Supplied data:
+---+

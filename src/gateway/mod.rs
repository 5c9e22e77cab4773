mod client;

pub use client::{
    status_url, ClientOptions, GatewayClient, GatewayError, StatusPayload, STATUS_PATH,
};
use std::sync::Arc;

use crate::config::Config;
use crate::gateway::{GatewayClient, GatewayError};
use crate::hass::Entity;
use crate::helpers::{Clock, SystemClock};
use crate::sensors::FieldSensor;

/// One gateway client and the sensors that share it
pub struct Platform {
    pub client: Arc<GatewayClient>,
    pub sensors: Vec<FieldSensor>,
}

pub fn setup_platform(config: &Config) -> Result<Platform, GatewayError> {
    setup_platform_with_clock(config, SystemClock)
}

/// Create the client, try a first fetch, and build one sensor per configured resource.
///
/// An unreachable gateway does not abort setup: sensors start without a value
/// and pick one up on a later cycle.
pub fn setup_platform_with_clock(
    config: &Config,
    clock: impl Clock + 'static,
) -> Result<Platform, GatewayError> {
    let client = Arc::new(GatewayClient::with_clock(
        &config.host,
        config.client_options(),
        clock,
    )?);

    client.refresh();
    if client.latest_data().is_none() {
        log::warn!(
            "No data from TTN gateway at {} during setup; sensors start without a value",
            client.host()
        );
    }

    let mut sensors = Vec::new();
    for field_type in config.field_types() {
        log::debug!(
            "Adding TTN gateway sensor: {}, {}, {}, {}",
            field_type.display_name(),
            field_type.name,
            field_type.unit,
            field_type.icon
        );
        let mut sensor = FieldSensor::new(Arc::clone(&client), field_type);
        // Within the throttle window, so this reads the setup fetch
        sensor.update();
        sensors.push(sensor);
    }
    log::info!(
        "Set up {} sensors for TTN gateway at {}",
        sensors.len(),
        client.host()
    );

    Ok(Platform { client, sensors })
}

impl Platform {
    /// One scheduled cycle: every sensor asks for a refresh, at most one fetch happens
    pub fn update_all(&mut self) {
        for sensor in self.sensors.iter_mut() {
            sensor.update();
        }
    }
}

#[cfg(test)]
mod tests {
    use super::*;

    use std::net::TcpListener;
    use std::time::Duration;

    use mockito::Server;
    use serde_json::json;

    use crate::gateway::STATUS_PATH;
    use crate::helpers::ManualClock;

    #[test]
    fn test_setup_populates_sensors_with_one_fetch() {
        let mut server = Server::new();
        let m = server
            .mock("GET", STATUS_PATH)
            .with_body(r#"{"gateway":"gw1","pup":42}"#)
            .expect(1)
            .create();

        let config = Config {
            resources: vec!["gateway".into(), "packetsup".into(), "uptime".into()],
            ..Config::for_host(&server.host_with_port()).unwrap()
        };
        let platform = setup_platform_with_clock(&config, ManualClock::new()).unwrap();

        let states: Vec<_> = platform.sensors.iter().map(|s| s.state().cloned()).collect();
        assert_eq!(states, vec![Some(json!("gw1")), Some(json!(42)), None]);
        m.assert();
    }

    #[test]
    fn test_setup_proceeds_when_gateway_unreachable() {
        let listener = TcpListener::bind("127.0.0.1:0").unwrap();
        let host = listener.local_addr().unwrap().to_string();
        drop(listener);

        let config = Config::for_host(&host).unwrap();
        let platform = setup_platform(&config).unwrap();

        assert_eq!(platform.sensors.len(), 16);
        assert!(platform.sensors.iter().all(|s| s.state().is_none()));
        assert!(platform.client.latest_data().is_none());
    }

    #[test]
    fn test_update_all_fetches_once_per_window() {
        let mut server = Server::new();
        let m = server
            .mock("GET", STATUS_PATH)
            .with_body(r#"{"uptime": 10}"#)
            .expect(2)
            .create();

        let clock = ManualClock::new();
        let config = Config::for_host(&server.host_with_port()).unwrap();
        let mut platform = setup_platform_with_clock(&config, clock.clone()).unwrap();

        platform.update_all();
        clock.advance(Duration::from_secs(10));
        platform.update_all();

        m.assert();
    }
}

+---+

The task:
The listing above is to be transcribed in full, with no line omitted.

Answer to the problem:
filename src/gateway/mod.rs
repository 5c9e22e77cab4773
mod client;

pub use client::{
    status_url, ClientOptions, GatewayClient, GatewayError, StatusPayload, STATUS_PATH,
};
use std::sync::Arc;

use crate::config::Config;
use crate::gateway::{GatewayClient, GatewayError};
use crate::hass::Entity;
use crate::helpers::{Clock, SystemClock};
use crate::sensors::FieldSensor;

/// One gateway client and the sensors that share it
pub struct Platform {
    pub client: Arc<GatewayClient>,
    pub sensors: Vec<FieldSensor>,
}

pub fn setup_platform(config: &Config) -> Result<Platform, GatewayError> {
    setup_platform_with_clock(config, SystemClock)
}

/// Create the client, try a first fetch, and build one sensor per configured resource.
///
/// An unreachable gateway does not abort setup: sensors start without a value
/// and pick one up on a later cycle.
pub fn setup_platform_with_clock(
    config: &Config,
    clock: impl Clock + 'static,
) -> Result<Platform, GatewayError> {
    let client = Arc::new(GatewayClient::with_clock(
        &config.host,
        config.client_options(),
        clock,
    )?);

    client.refresh();
    if client.latest_data().is_none() {
        log::warn!(
            "No data from TTN gateway at {} during setup; sensors start without a value",
            client.host()
        );
    }

    let mut sensors = Vec::new();
    for field_type in config.field_types() {
        log::debug!(
            "Adding TTN gateway sensor: {}, {}, {}, {}",
            field_type.display_name(),
            field_type.name,
            field_type.unit,
            field_type.icon
        );
        let mut sensor = FieldSensor::new(Arc::clone(&client), field_type);
        // Within the throttle window, so this reads the setup fetch
        sensor.update();
        sensors.push(sensor);
    }
    log::info!(
        "Set up {} sensors for TTN gateway at {}",
        sensors.len(),
        client.host()
    );

    Ok(Platform { client, sensors })
}

impl Platform {
    /// One scheduled cycle: every sensor asks for a refresh, at most one fetch happens
    pub fn update_all(&mut self) {
        for sensor in self.sensors.iter_mut() {
            sensor.update();
        }
    }
}

#[cfg(test)]
mod tests {
    use super::*;

    use std::net::TcpListener;
    use std::time::Duration;

    use mockito::Server;
    use serde_json::json;

    use crate::gateway::STATUS_PATH;
    use crate::helpers::ManualClock;

    #[test]
    fn test_setup_populates_sensors_with_one_fetch() {
        let mut server = Server::new();
        let m = server
            .mock("GET", STATUS_PATH)
            .with_body(r#"{"gateway":"gw1","pup":42}"#)
            .expect(1)
            .create();

        let config = Config {
            resources: vec!["gateway".into(), "packetsup".into(), "uptime".into()],
            ..Config::for_host(&server.host_with_port()).unwrap()
        };
        let platform = setup_platform_with_clock(&config, ManualClock::new()).unwrap();

        let states: Vec<_> = platform.sensors.iter().map(|s| s.state().cloned()).collect();
        assert_eq!(states, vec![Some(json!("gw1")), Some(json!(42)), None]);
        m.assert();
    }

    #[test]
    fn test_setup_proceeds_when_gateway_unreachable() {
        let listener = TcpListener::bind("127.0.0.1:0").unwrap();
        let host = listener.local_addr().unwrap().to_string();
        drop(listener);

        let config = Config::for_host(&host).unwrap();
        let platform = setup_platform(&config).unwrap();

        assert_eq!(platform.sensors.len(), 16);
        assert!(platform.sensors.iter().all(|s| s.state().is_none()));
        assert!(platform.client.latest_data().is_none());
    }

    #[test]
    fn test_update_all_fetches_once_per_window() {
        let mut server = Server::new();
        let m = server
            .mock("GET", STATUS_PATH)
            .with_body(r#"{"uptime": 10}"#)
            .expect(2)
            .create();

        let clock = ManualClock::new();
        let config = Config::for_host(&server.host_with_port()).unwrap();
        let mut platform = setup_platform_with_clock(&config, clock.clone()).unwrap();

        platform.update_all();
        clock.advance(Duration::from_secs(10));
        platform.update_all();

        m.assert();
    }
}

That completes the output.